When it comes to careers, it helps to find ones where demand is high, which is the case for big data professionals – right up there with machine learning and data scientists. So, you may think that just because someone has a degree in data science that it automatically translates to a career in big data; however, big data focuses on the tech side of things – specifically, the data pipelines. So, while both roles work with big data, the jobs require different education and experience.
Big Data Needs Big Teams
And if you like to be a bit of a loner at work, big data is a…well, big job that requires a team, including roles like data warehouse engineer, data platform engineer, data infrastructure engineer, analytics engineer, data architect, and devops engineer. You get the idea – the team is big. However, the data team is often unrecognized with their work happening deep in the systems stack. You have to be able to take pride in your work behind the scenes.
Building the Right Skillsets
When it comes to building the right skill sets, the experts all agree that programming skills are the core requirement. The coding is the glue that is used on your infrastructure and pipelines, and while you need education to get your start, nothing beats real-world experience.
And when you’re working in such a technical job, big data candidates need to have a strong interest…if not love…in data – otherwise, spending a lot of time looking for patterns and creating difficult and complex systems might turn out to be a bit of a drag for you.

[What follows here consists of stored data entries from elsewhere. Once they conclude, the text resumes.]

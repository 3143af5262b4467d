//! The sync engine (§4.4): the async orchestration layer. Consumes the pure
//! planning functions in `reconcile` and performs the actual CDS fetches and
//! persistence writes they imply. Generic over `CdsClient` so the HTTP
//! implementation never has to be `dyn`-dispatched.

use std::collections::HashMap;
use std::sync::{Arc, Mutex};
use std::time::Duration;

use chrono::{DateTime, Utc};
use tokio::sync::mpsc;
use tracing::{error, info, warn};

use crate::cds_client::CdsClient;
use crate::hash::sha256_hex;
use crate::persistence::state::Filemeta;
use crate::persistence::PersistenceManager;
use crate::queue::{QueueItem, SyncState};
use crate::resource::{Resource, ResourceKind};
use crate::sync::reconcile::{self, OperationKind, OpStatus, SyncOperation};
use crate::{canvas, index::IndexEntry};

/// Orchestrates folder reconciliation and single-resource sync, holding the
/// per-folder keyed locks (§5) and the shared change-tracking flag consumed
/// by the committer.
pub struct SyncEngine<C: CdsClient> {
    persistence: Arc<PersistenceManager>,
    cds: C,
    sync_state: Arc<SyncState>,
    folder_locks: Mutex<HashMap<String, Arc<tokio::sync::Mutex<()>>>>,
}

So, if you love big data and you cannot lie, plus you have the programming chops, it’s time to start your big data job search.

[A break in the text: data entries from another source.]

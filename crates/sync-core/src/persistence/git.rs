//! Git lifecycle for one folder's working directory: init, remote
//! configuration, commit, and push, all by shelling out to the `git`
//! binary (mirrors the persistence layer's original implementation, which
//! does the same rather than drive libgit2 directly — subprocess stderr is
//! what push-failure classification needs to read anyway).

use std::path::{Path, PathBuf};
use std::process::{Command, Output};
use std::time::{Duration, Instant};

use tracing::{info, warn};

use crate::error::{PushFailureKind, SyncError};
use crate::persistence::ssh::SshKeyGuard;

const LOCK_WAIT_TIMEOUT: Duration = Duration::from_secs(5);
const LOCK_POLL_INTERVAL: Duration = Duration::from_millis(50);

/// One folder's Git working directory.
pub struct GitRepo {
    pub dir: PathBuf,
}

impl GitRepo {
    pub fn new(dir: PathBuf) -> Self {
        GitRepo { dir }
    }

    fn git(&self) -> Command {
        let mut cmd = Command::new("git");
        cmd.arg("-C").arg(&self.dir);
        cmd
    }

    fn run(&self, args: &[&str]) -> Result<Output, SyncError> {
        self.git().args(args).output().map_err(SyncError::Io)
    }

    fn run_with_ssh(&self, args: &[&str], ssh: &SshKeyGuard) -> Result<Output, SyncError> {
        let mut cmd = self.git();
        cmd.args(args);
        if let Some(ssh_command) = ssh.ssh_command() {
            cmd.env("GIT_SSH_COMMAND", ssh_command);
        }
        cmd.output().map_err(SyncError::Io)
    }

    pub fn exists(&self) -> bool {
        self.dir.join(".git").is_dir()
    }

    /// Idempotent: creates the repo with an initial branch `main` if
    /// missing, and commits a placeholder `.gitignore` when there is no
    /// `HEAD` yet so subsequent commands have a valid ref to work from.
    pub fn init(&self) -> Result<(), SyncError> {
        std::fs::create_dir_all(&self.dir)?;
        if !self.exists() {
            let output = Command::new("git")
                .arg("init")
                .arg("--initial-branch=main")
                .arg(&self.dir)
                .output()?;
            if !output.status.success() {
                return Err(command_error("git init", &output));
            }
            info!(dir = %self.dir.display(), "initialized folder repository");
        }

        if !self.has_head()? {
            let gitignore = self.dir.join(".gitignore");
            if !gitignore.exists() {
                std::fs::write(&gitignore, "")?;
            }
            self.run(&["add", ".gitignore"])?;
            let output = self.run(&[
                "commit",
                "-m",
                "content-only sync repository",
            ])?;
            if !output.status.success() {
                return Err(command_error("git commit (init)", &output));
            }
        }
        Ok(())
    }

    fn has_head(&self) -> Result<bool, SyncError> {
        let output = self.run(&["rev-parse", "--verify", "HEAD"])?;
        Ok(output.status.success())
    }

    pub fn configure_remote(
        &self,
        remote_name: &str,
        url: &str,
    ) -> Result<(), SyncError> {
        let has_remote = self.run(&["remote", "get-url", remote_name])?.status.success();
        let output = if has_remote {
            self.run(&["remote", "set-url", remote_name, url])?
        } else {
            self.run(&["remote", "add", remote_name, url])?
        };
        if !output.status.success() {
            return Err(command_error("git remote configure", &output));
        }
        Ok(())
    }

    pub fn is_dirty(&self) -> Result<bool, SyncError> {
        let output = self.run(&["diff", "--quiet"])?;
        Ok(!output.status.success())
    }

    pub fn has_untracked(&self) -> Result<bool, SyncError> {
        let output = self.run(&["ls-files", "--others", "--exclude-standard"])?;
        Ok(!String::from_utf8_lossy(&output.stdout).trim().is_empty())
    }

    pub fn has_staged(&self) -> Result<bool, SyncError> {
        let output = self.run(&["diff", "--cached", "--quiet"])?;
        Ok(!output.status.success())
    }

    pub fn stage_all(&self) -> Result<(), SyncError> {
        let output = self.run(&["add", "-A"])?;
        if !output.status.success() {
            return Err(command_error("git add -A", &output));
        }
        Ok(())
    }

    pub fn commit(&self, message: &str) -> Result<(), SyncError> {
        let output = self.run(&["commit", "-m", message])?;
        if !output.status.success() {
            let stderr = String::from_utf8_lossy(&output.stderr);
            if stderr.contains("nothing to commit") {
                return Ok(());
            }
            return Err(command_error("git commit", &output));
        }
        Ok(())
    }

    fn has_upstream(&self, branch: &str) -> Result<bool, SyncError> {
        let output = self.run(&[
            "rev-parse",
            "--abbrev-ref",
            &format!("{branch}@{{upstream}}"),
        ])?;
        Ok(output.status.success())
    }

    /// Push, classifying failures into the §7 taxonomy instead of
    /// aborting. Sets the upstream on first push when none is tracked yet.
    pub fn push(
        &self,
        remote_name: &str,
        branch: &str,
        ssh: &SshKeyGuard,
    ) -> Result<(), SyncError> {
        let needs_upstream = !self.has_upstream(branch)?;
        let args: Vec<&str> = if needs_upstream {
            vec!["push", "--set-upstream", remote_name, branch]
        } else {
            vec!["push", remote_name, branch]
        };

        let output = self.run_with_ssh(&args, ssh)?;
        if output.status.success() {
            return Ok(());
        }

        let stderr = String::from_utf8_lossy(&output.stderr).to_string();
        let kind = PushFailureKind::classify(&stderr);
        warn!(repo = %self.dir.display(), %kind, "git push failed: {stderr}");
        Err(SyncError::PushFailure {
            repo: self.dir.display().to_string(),
            kind,
            detail: stderr,
        })
    }

    /// Wait (bounded) for a stale `.git` lock file to disappear, polling
    /// rather than failing immediately — mirrors the reference
    /// implementation's lock-wait loop.
    pub fn wait_for_lock_clear(&self) -> Result<(), SyncError> {
        let lock = self.dir.join(".git").join("index.lock");
        let start = Instant::now();
        while lock.exists() {
            if start.elapsed() > LOCK_WAIT_TIMEOUT {
                return Err(SyncError::GitLocked {
                    repo: self.dir.display().to_string(),
                });
            }
            std::thread::sleep(LOCK_POLL_INTERVAL);
        }
        Ok(())
    }
}

fn command_error(what: &str, output: &Output) -> SyncError {
    let stderr = String::from_utf8_lossy(&output.stderr);
    SyncError::GitCommandFailed {
        command: what.to_string(),
        detail: stderr.to_string(),
    }
}

/// Removes stale `*.lock` files under every repo directory beneath
/// `repos_root`. Run on startup, on signal, and as a retry-once strategy
/// after a caught lock error.
pub fn clean_stale_locks(repos_root: &Path) {
    if !repos_root.exists() {
        return;
    }
    let patterns = [
        "index.lock",
        "HEAD.lock",
        "config.lock",
    ];
    for entry in walkdir::WalkDir::new(repos_root)
        .into_iter()
        .filter_map(|e| e.ok())
    {
        let path = entry.path();
        let Some(name) = path.file_name().and_then(|n| n.to_str()) else {
            continue;
        };
        let matches_fixed = patterns.contains(&name);
        // refs/heads/*.lock and refs/remotes/*/*.lock: any *.lock file that
        // sits somewhere under a "refs" directory.
        let matches_ref_lock = name.ends_with(".lock")
            && path.components().any(|c| c.as_os_str() == "refs");

        if matches_fixed || matches_ref_lock {
            if let Err(e) = std::fs::remove_file(path) {
                warn!("failed to remove stale lock {}: {e}", path.display());
            } else {
                info!("removed stale git lock file: {}", path.display());
            }
        }
    }
}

While you need SQL, Python, and R, and ETL methodologies and practices, the key is also knowing which programming language is right for the job. In order to know which tool is right for the job, big data engineers need to have about 10-30 different technologies ready to go in their toolbox.
So, start with your professional training – get a bachelor’s degree in engineering or computer science. You can add on to that with a master’s degree in data analytics or certifications like Google’s Cloud Certified Professional Data Engineer.
And then read books and work on big data projects. You have to spend the time getting the knowledge in, as well as practicing it. Learn it, know it, and do it. Then keep repeating that cycle to stay up-to-date.